How much is one month of advice from Michael Pearson worth? Valeant Pharmaceuticals is willing to pay more than $83,000.
Valeant stock may have tanked and its growth strategy imploded during his final months running the beleaguered drug maker, but Pearson was just awarded a consulting contract that will pay him more than $583,000 through the end of this year and as much as $180,000 next year, or $15,000 a month, according to a filing with the US Securities and Exchange Commission. The fees will be pro-rated for partial months.
The consulting services were listed in a letter that outlines his separation agreement, which was dated May 26, more than three weeks after his tenure as Valeant chief executive ended. He has since been replaced by former Perrigo Chief Executive Joe Papa.
Besides the consulting work, Pearson is also scheduled to receive a $9 million severance payment within 60 days of his May 2 departure. Although he did not receive a salary last year and his bonus was reduced to $2 million, Pearson is being paid a $2 million annual salary for 2016, which means he can expect to receive about $700,000, according to a recently filed proxy statement (see page 49).
Pearson also holds long-term deferred-stock awards that were valued at $140 million when they were granted. However, these only convert to Valeant shares if the stock achieves big gains by 2019 and 2020 over the base price of more than $140 a share when they were awarded. Recently, Valeant stock has been trading slightly above $28 a share.
To what extent the consulting fees may ignite protest is unclear. For now, the consulting contract pays less than $1 million, which is unlikely to grab the attention of most investors for more than a moment. But much like the $10.8 million in retention bonuses to be handed out to three executives by the end of this year, the funds were generated by a tactic that hinged on buying drugs and then jacking up prices by sky-high amounts.
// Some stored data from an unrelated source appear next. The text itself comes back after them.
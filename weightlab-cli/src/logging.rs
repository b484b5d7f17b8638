//! Tracing subscriber setup.

use tracing_subscriber::prelude::*;
use tracing_subscriber::EnvFilter;
use weightlab_runner::{LogFormat, LoggingConfig};

/// `RUST_LOG` wins over the configured level.
fn build_filter(level: &str) -> EnvFilter {
    EnvFilter::try_from_default_env().unwrap_or_else(|_| EnvFilter::new(level))
}

/// Install the global subscriber. Logs go to stderr so stdout stays clean for
/// command output.
pub fn init_logging(config: &LoggingConfig) {
    let subscriber = tracing_subscriber::registry().with(build_filter(&config.level));

    match config.format {
        LogFormat::Json => {
            let fmt_layer = tracing_subscriber::fmt::layer()
                .json()
                .with_writer(std::io::stderr)
                .with_target(true)
                .with_current_span(true);
            if let Err(e) = subscriber.with(fmt_layer).try_init() {
                eprintln!("warning: failed to install JSON log subscriber: {e}");
            }
        }
        LogFormat::Pretty => {
            let fmt_layer = tracing_subscriber::fmt::layer()
                .with_writer(std::io::stderr)
                .with_target(false);
            if let Err(e) = subscriber.with(fmt_layer).try_init() {
                eprintln!("warning: failed to install log subscriber: {e}");
            }
        }
    }

    tracing::debug!(level = %config.level, format = ?config.format, "logging initialized");
}

#[cfg(test)]
mod tests {
    use super::*;

    #[test]
    fn second_install_is_reported_not_fatal() {
        let config = LoggingConfig::default();
        init_logging(&config);
        init_logging(&LoggingConfig {
            format: LogFormat::Json,
            ..config
        });
        tracing::info!("still logging");
    }
}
That approach made Valeant a Wall Street favorite thanks to the loans used to buy companies and medicines, and the resulting fast-paced revenue that fueled a rising stock price. Pearson famously espoused a view that R&D was an expensive and, therefore, unnecessary pursuit, a philosophy that suggested he was at the forefront of a new business model for much of the pharmaceutical industry.
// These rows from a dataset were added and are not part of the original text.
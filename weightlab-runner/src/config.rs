//! Run configuration loaded from `weightlab.toml`.
//!
//! Every field has a default, so an empty file is a valid config. The run id
//! is a BLAKE3 hash of the serialized config: two runs with identical configs
//! share an id, and the default seed is derived from it.

use std::path::{Path, PathBuf};

use chrono::NaiveDate;
use serde::{Deserialize, Serialize};
use thiserror::Error;
use weightlab_core::PipelineConfig;

/// Content-addressable identifier of a run configuration.
pub type RunId = String;

#[derive(Debug, Error)]
pub enum ConfigError {
    #[error("failed to read config {path}: {source}")]
    Io {
        path: PathBuf,
        #[source]
        source: std::io::Error,
    },

    #[error("failed to parse config TOML: {0}")]
    Parse(#[from] toml::de::Error),

    #[error("failed to serialize config: {0}")]
    Serialize(#[from] toml::ser::Error),

    #[error("invalid config: {0}")]
    Invalid(String),
}

/// Where the inputs live.
#[derive(Debug, Clone, PartialEq, Serialize, Deserialize)]
#[serde(default)]
pub struct DataConfig {
    /// Directory of `<SYMBOL>.csv` bar files.
    pub bars_dir: PathBuf,
    /// JSON object: symbol → snapshot fields.
    pub snapshot: PathBuf,
    /// JSON array of position records.
    pub portfolio: PathBuf,
    /// Symbols to allocate across. Empty means every CSV in `bars_dir`.
    pub symbols: Vec<String>,
    /// Fill missing ETF snapshot fields from their ETF equivalents.
    pub fill_etf_fields: bool,
}

impl Default for DataConfig {
    fn default() -> Self {
        Self {
            bars_dir: PathBuf::from("data/bars"),
            snapshot: PathBuf::from("data/snapshot.json"),
            portfolio: PathBuf::from("data/portfolio.json"),
            symbols: Vec::new(),
            fill_etf_fields: true,
        }
    }
}

#[derive(Debug, Clone, Copy, PartialEq, Eq, Default, Serialize, Deserialize)]
#[serde(rename_all = "lowercase")]
pub enum LogFormat {
    #[default]
    Pretty,
    Json,
}

#[derive(Debug, Clone, PartialEq, Eq, Serialize, Deserialize)]
#[serde(default)]
pub struct LoggingConfig {
    /// `EnvFilter` directive used when `RUST_LOG` is unset.
    pub level: String,
    pub format: LogFormat,
}

impl Default for LoggingConfig {
    fn default() -> Self {
        Self {
            level: "info".into(),
            format: LogFormat::Pretty,
        }
    }
}

#[derive(Debug, Clone, PartialEq, Serialize, Deserialize)]
#[serde(default)]
pub struct OutputConfig {
    pub dir: PathBuf,
}

impl Default for OutputConfig {
    fn default() -> Self {
        Self {
            dir: PathBuf::from("output"),
        }
    }
}

/// Complete configuration of an allocation run.
#[derive(Debug, Clone, PartialEq, Serialize, Deserialize)]
#[serde(default)]
pub struct RunConfig {
    /// Cash to allocate.
    pub budget: f64,
    /// Evaluation date. Defaults to today.
    #[serde(skip_serializing_if = "Option::is_none")]
    pub as_of: Option<NaiveDate>,
    /// Master seed for the Markov sampling. Defaults to one derived from the
    /// run id.
    #[serde(skip_serializing_if = "Option::is_none")]
    pub seed: Option<u64>,
    pub data: DataConfig,
    pub output: OutputConfig,
    pub logging: LoggingConfig,
    pub pipeline: PipelineConfig,
}

impl Default for RunConfig {
    fn default() -> Self {
        Self {
            budget: 100.0,
            as_of: None,
            seed: None,
            data: DataConfig::default(),
            output: OutputConfig::default(),
            logging: LoggingConfig::default(),
            pipeline: PipelineConfig::default(),
        }
    }
}

impl RunConfig {
    /// Load and validate a config file.
    ///
    /// Relative data and output paths are resolved against the config file's
    /// directory.
    pub fn from_file(path: &Path) -> Result<Self, ConfigError> {
        let content = std::fs::read_to_string(path).map_err(|source| ConfigError::Io {
            path: path.to_path_buf(),
            source,
        })?;
        let mut config = Self::from_toml(&content)?;
        if let Some(base) = path.parent() {
            config.resolve_paths(base);
        }
        Ok(config)
    }

    /// Parse and validate a config from TOML text.
    pub fn from_toml(content: &str) -> Result<Self, ConfigError> {
        let config: Self = toml::from_str(content)?;
        config.validate()?;
        Ok(config)
    }

    pub fn to_toml(&self) -> Result<String, ConfigError> {
        Ok(toml::to_string_pretty(self)?)
    }

    pub fn validate(&self) -> Result<(), ConfigError> {
        if !self.budget.is_finite() || self.budget <= 0.0 {
            return Err(ConfigError::Invalid(format!(
                "budget must be positive, got {}",
                self.budget
            )));
        }
        let minimum = self.pipeline.allocation.minimum_allocation;
        if self.budget < minimum {
            return Err(ConfigError::Invalid(format!(
                "budget {} is below the minimum allocation {minimum}",
                self.budget
            )));
        }
        self.pipeline
            .validate()
            .map_err(|e| ConfigError::Invalid(e.to_string()))
    }

    fn resolve_paths(&mut self, base: &Path) {
        for path in [
            &mut self.data.bars_dir,
            &mut self.data.snapshot,
            &mut self.data.portfolio,
            &mut self.output.dir,
        ] {
            if path.is_relative() {
                *path = base.join(&*path);
            }
        }
    }

    /// Deterministic hash of this configuration.
    pub fn run_id(&self) -> RunId {
        let json = serde_json::to_vec(self).unwrap_or_default();
        blake3::hash(&json).to_hex().to_string()
    }

    /// Configured seed, or one derived from the run id.
    pub fn effective_seed(&self) -> u64 {
        self.seed.unwrap_or_else(|| {
            let json = serde_json::to_vec(self).unwrap_or_default();
            let hash = blake3::hash(&json);
            let mut bytes = [0u8; 8];
            bytes.copy_from_slice(&hash.as_bytes()[..8]);
            u64::from_le_bytes(bytes)
        })
    }
}

#[cfg(test)]
mod tests {
    use super::*;

    #[test]
    fn empty_toml_is_default() {
        let config = RunConfig::from_toml("").unwrap();
        assert_eq!(config, RunConfig::default());
        assert_eq!(config.pipeline.allocation.minimum_allocation, 5.0);
        assert_eq!(config.pipeline.technical.rsi_period, 14);
    }

    #[test]
    fn partial_sections_keep_other_defaults() {
        let config = RunConfig::from_toml(
            r#"
budget = 250.0
as_of = "2024-06-03"
seed = 9

[pipeline.diversity]
discount = 0.5

[logging]
format = "json"
"#,
        )
        .unwrap();
        assert_eq!(config.budget, 250.0);
        assert_eq!(config.as_of, NaiveDate::from_ymd_opt(2024, 6, 3));
        assert_eq!(config.seed, Some(9));
        assert_eq!(config.pipeline.diversity.discount, 0.5);
        assert_eq!(config.pipeline.diversity.balance, 0.3);
        assert_eq!(config.logging.format, LogFormat::Json);
        assert_eq!(config.logging.level, "info");
    }

    #[test]
    fn rejects_budget_below_floor() {
        let err = RunConfig::from_toml("budget = 2.0").unwrap_err();
        assert!(matches!(err, ConfigError::Invalid(_)));
    }

    #[test]
    fn rejects_unparseable_toml() {
        assert!(matches!(
            RunConfig::from_toml("budget = ["),
            Err(ConfigError::Parse(_))
        ));
    }

    #[test]
    fn toml_round_trip() {
        let config = RunConfig {
            budget: 321.0,
            seed: Some(4),
            ..RunConfig::default()
        };
        let text = config.to_toml().unwrap();
        assert_eq!(RunConfig::from_toml(&text).unwrap(), config);
    }

    #[test]
    fn run_id_tracks_content() {
        let a = RunConfig::default();
        let mut b = RunConfig::default();
        assert_eq!(a.run_id(), b.run_id());
        b.budget = 101.0;
        assert_ne!(a.run_id(), b.run_id());
        assert_eq!(a.run_id().len(), 64);
    }

    #[test]
    fn explicit_seed_wins() {
        let config = RunConfig {
            seed: Some(77),
            ..RunConfig::default()
        };
        assert_eq!(config.effective_seed(), 77);
        assert_eq!(
            RunConfig::default().effective_seed(),
            RunConfig::default().effective_seed()
        );
    }

    #[test]
    fn relative_paths_resolve_against_config_dir() {
        let mut config = RunConfig::default();
        config.resolve_paths(Path::new("/srv/alloc"));
        assert_eq!(config.data.bars_dir, PathBuf::from("/srv/alloc/data/bars"));
        assert_eq!(config.output.dir, PathBuf::from("/srv/alloc/output"));
    }
}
But his pronouncements later amounted to hubris as the maneuvering came crashing down last year amid consumer outrage and congressional scrutiny. There were also questions about accounting practices and clandestine dealings with a mail-order pharmacy. Papa has now inherited a company facing multiple federal and state investigations into pricing and accounting, among other issues.
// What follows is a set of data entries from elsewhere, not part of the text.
//! The allocation pipeline: explicit stages with typed outputs.
//!
//! ```text
//! validate → derive_metrics → aggregate → build_signals → adjust → allocate
//! ```
//!
//! Every stage is a pure function of its inputs. Randomness only enters in
//! `build_signals`, through per-symbol streams derived from the run seed.

use std::collections::{BTreeMap, BTreeSet};

use chrono::NaiveDate;
use serde::{Deserialize, Serialize};
use thiserror::Error;
use tracing::{debug, info, warn};

use crate::adjust::{adjust_weights, AdjustedWeights};
use crate::allocation::{allocate, Allocation, AllocationConfig, AllocationError};
use crate::domain::snapshot::CURRENT_PRICE;
use crate::domain::AssetData;
use crate::markov::{MarkovConfig, MarkovState};
use crate::rng::RngHierarchy;
use crate::scoring::metrics::{
    AVERAGE_VOLUME, MOMENTUM, PORTFOLIO_DIVERSITY, RELATIVE_VOLUME, SHARPE_RATIO, VOLUME_CHANGE,
};
use crate::scoring::{
    aggregate, score_diversity, score_momentum, score_sharpe, score_volume, DiversityBreakdown,
    DiversityWeights, FundamentalWeights, MetricTable, MomentumConfig, SharpeConfig, VolumeConfig,
    METRIC_DIRECTIONS,
};
use crate::signal_bank::{
    build_signals, SignalBank, SignalRow, TechnicalConfig, TechnicalConfigError,
};

/// Every tunable parameter of a run.
#[derive(Debug, Clone, Default, PartialEq, Serialize, Deserialize)]
#[serde(default)]
pub struct PipelineConfig {
    pub diversity: DiversityWeights,
    pub momentum: MomentumConfig,
    pub volume: VolumeConfig,
    pub sharpe: SharpeConfig,
    pub markov: MarkovConfig,
    pub technical: TechnicalConfig,
    pub allocation: AllocationConfig,
}

impl PipelineConfig {
    pub fn validate(&self) -> Result<(), PipelineError> {
        self.technical.validate()?;
        if self.volume.window == 0 {
            return Err(PipelineError::InvalidConfig("volume.window must be >= 1".into()));
        }
        if self.sharpe.periods_per_year == 0 {
            return Err(PipelineError::InvalidConfig(
                "sharpe.periods_per_year must be >= 1".into(),
            ));
        }
        if self.momentum.lookback_days <= 0 || self.momentum.tolerance_days < 0 {
            return Err(PipelineError::InvalidConfig(
                "momentum windows must be positive".into(),
            ));
        }
        Ok(())
    }
}

#[derive(Debug, Error)]
pub enum PipelineError {
    #[error("no assets to allocate")]
    NoAssets,

    #[error("asset {0} appears more than once")]
    DuplicateAsset(String),

    #[error("input contract violated for {symbol}: {reason}")]
    InputContractViolation { symbol: String, reason: String },

    #[error("invalid pipeline config: {0}")]
    InvalidConfig(String),

    #[error("invalid technical config: {0}")]
    Technical(#[from] TechnicalConfigError),

    #[error(transparent)]
    Allocation(#[from] AllocationError),
}

/// Non-fatal outcome recorded in the report.
#[derive(Debug, Clone, PartialEq, Eq, Serialize, Deserialize)]
#[serde(tag = "kind", rename_all = "snake_case")]
pub enum SoftIssue {
    /// A derived metric could not be computed for an asset.
    MissingSignal { symbol: String, signal: String },
    /// A metric had zero spread across the cohort and was left out.
    DegenerateNormalization { metric: String },
    /// No Markov prediction for an asset.
    UndefinedTransition { symbol: String, reason: String },
}

/// Identification of one run.
#[derive(Debug, Clone, PartialEq, Serialize, Deserialize)]
pub struct RunInfo {
    pub as_of: NaiveDate,
    pub budget: f64,
    pub seed: u64,
}

/// Assets trimmed to `as_of` and checked against the input contract.
#[derive(Debug, Clone)]
pub struct ValidatedInput {
    pub assets: Vec<AssetData>,
}

/// Metric table plus the diversity breakdowns that produced one of its columns.
#[derive(Debug, Clone, PartialEq, Serialize)]
pub struct DerivedMetrics {
    pub table: MetricTable,
    pub diversity: BTreeMap<String, DiversityBreakdown>,
}

/// Everything a run produced, in stage order.
#[derive(Debug, Clone, PartialEq, Serialize)]
pub struct AllocationReport {
    pub run: RunInfo,
    pub metrics: DerivedMetrics,
    pub fundamental: FundamentalWeights,
    pub signals: BTreeMap<String, SignalRow>,
    pub adjusted: AdjustedWeights,
    pub allocation: Allocation,
    pub issues: Vec<SoftIssue>,
}

impl AllocationReport {
    pub fn markov_predictions(&self) -> BTreeMap<&str, MarkovState> {
        self.signals
            .iter()
            .filter_map(|(s, row)| row.markov_state.map(|m| (s.as_str(), m)))
            .collect()
    }
}

// ── Stages ──

/// Check the input contract and drop bars dated after `as_of`.
pub fn validate(assets: &[AssetData], as_of: NaiveDate) -> Result<ValidatedInput, PipelineError> {
    if assets.is_empty() {
        return Err(PipelineError::NoAssets);
    }
    let mut seen = BTreeSet::new();
    let mut out = Vec::with_capacity(assets.len());
    for asset in assets {
        let violation = |reason: &str| PipelineError::InputContractViolation {
            symbol: asset.symbol.clone(),
            reason: reason.to_string(),
        };
        if asset.symbol.trim().is_empty() {
            return Err(violation("empty symbol"));
        }
        if !seen.insert(asset.symbol.as_str()) {
            return Err(PipelineError::DuplicateAsset(asset.symbol.clone()));
        }
        let mut trimmed = asset.clone();
        trimmed.bars.retain(|b| b.date <= as_of);
        if trimmed.bars.is_empty() {
            return Err(violation("no price history on or before the as-of date"));
        }
        if trimmed.current_price().is_none() {
            return Err(violation("no current price"));
        }
        out.push(trimmed);
    }
    Ok(ValidatedInput { assets: out })
}

/// Snapshot fields plus the derived diversity, momentum, volume and Sharpe
/// columns.
pub fn derive_metrics(
    input: &ValidatedInput,
    as_of: NaiveDate,
    config: &PipelineConfig,
    issues: &mut Vec<SoftIssue>,
) -> DerivedMetrics {
    let assets = &input.assets;
    let mut table = MetricTable::with_symbols(assets.iter().map(|a| a.symbol.clone()));
    for asset in assets {
        for (field, value) in asset.snapshot.iter() {
            if field != CURRENT_PRICE {
                table.set(&asset.symbol, field, value);
            }
        }
    }

    let diversity = score_diversity(assets, config.diversity);
    let momentum = score_momentum(assets, as_of, &config.momentum);
    let volume = score_volume(assets, &config.volume);
    let sharpe = score_sharpe(assets, &config.sharpe);

    let diversity_column: BTreeMap<String, f64> = diversity
        .iter()
        .map(|(s, b)| (s.clone(), b.diversity))
        .collect();
    let columns: [(&str, &BTreeMap<String, f64>); 6] = [
        (PORTFOLIO_DIVERSITY, &diversity_column),
        (MOMENTUM, &momentum),
        (AVERAGE_VOLUME, &volume.average_volume),
        (RELATIVE_VOLUME, &volume.relative_volume),
        (VOLUME_CHANGE, &volume.volume_change),
        (SHARPE_RATIO, &sharpe),
    ];
    for (metric, values) in columns {
        table = table.with_column(metric, values);
        if metric == PORTFOLIO_DIVERSITY {
            continue;
        }
        for asset in assets {
            if !values.contains_key(&asset.symbol) {
                issues.push(SoftIssue::MissingSignal {
                    symbol: asset.symbol.clone(),
                    signal: metric.to_string(),
                });
            }
        }
    }
    debug!(
        assets = table.len(),
        metrics = table.metrics().len(),
        "derived metric table"
    );
    DerivedMetrics { table, diversity }
}

/// Fundamental aggregation, recording metrics that did not discriminate.
pub fn aggregate_stage(metrics: &DerivedMetrics, issues: &mut Vec<SoftIssue>) -> FundamentalWeights {
    let fundamental = aggregate(&metrics.table);
    for (metric, _) in METRIC_DIRECTIONS {
        let column: Vec<f64> = fundamental
            .normalized
            .column(metric)
            .into_iter()
            .filter_map(|(_, v)| v)
            .collect();
        if !column.is_empty() && column.iter().all(|v| v.is_nan()) {
            debug!(metric, "metric does not discriminate this run");
            issues.push(SoftIssue::DegenerateNormalization {
                metric: metric.to_string(),
            });
        }
    }
    fundamental
}

/// Signal bank over the validated assets.
pub fn signals_stage(
    input: &ValidatedInput,
    as_of: NaiveDate,
    config: &PipelineConfig,
    rngs: &RngHierarchy,
    issues: &mut Vec<SoftIssue>,
) -> BTreeMap<String, SignalRow> {
    let SignalBank {
        rows,
        markov_failures,
    } = build_signals(&input.assets, as_of, &config.technical, &config.markov, rngs);
    for (symbol, error) in markov_failures {
        issues.push(SoftIssue::UndefinedTransition {
            symbol,
            reason: error.to_string(),
        });
    }
    rows
}

/// Run every stage and return the full report.
pub fn run_pipeline(
    assets: &[AssetData],
    budget: f64,
    as_of: NaiveDate,
    seed: u64,
    config: &PipelineConfig,
) -> Result<AllocationReport, PipelineError> {
    config.validate()?;
    let input = validate(assets, as_of)?;
    let mut issues = Vec::new();

    let metrics = derive_metrics(&input, as_of, config, &mut issues);
    let fundamental = aggregate_stage(&metrics, &mut issues);
    let rngs = RngHierarchy::new(seed);
    let signals = signals_stage(&input, as_of, config, &rngs, &mut issues);
    let adjusted = adjust_weights(&fundamental.weights, &signals);
    let allocation = allocate(budget, &adjusted.weights, &config.allocation)?;

    if !issues.is_empty() {
        warn!(count = issues.len(), "run finished with soft issues");
    }
    info!(
        assets = input.assets.len(),
        funded = allocation.len(),
        budget,
        seed,
        "allocation complete"
    );

    Ok(AllocationReport {
        run: RunInfo {
            as_of,
            budget,
            seed,
        },
        metrics,
        fundamental,
        signals,
        adjusted,
        allocation,
        issues,
    })
}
While some patients and, more recently, investors have not benefited, Pearson is faring better, although his compensation package has been criticized.
“His whole arrangement was pretty significantly flawed from the beginning,” said Mark Reilly, managing director of The Overture Group, a compensation consulting firm. “It’s heavily weighted toward an aggressive stock-based plan. You could make an argument that it encouraged too much risk-taking.”
Last week, Valeant released a new plan for executive compensation in an effort to blunt such criticism.
“As for the consulting, it’s common to see that as a goodbye for a CEO,” Reilly continued. “Is he actually going to do any consulting? Those are questions the board should ask before putting it in place. But the change in his salary for this year is almost a retroactive salary increase. Given that they did that, I’m not really sure they had to do the consulting.”
After the consulting deal expires in December 2017, the arrangement can be extended in one-month increments. In addition to the consulting fees, Valeant has also agreed to provide Pearson health, medical, and dental benefits, and an office in its Madison, N.J., building for up to two years.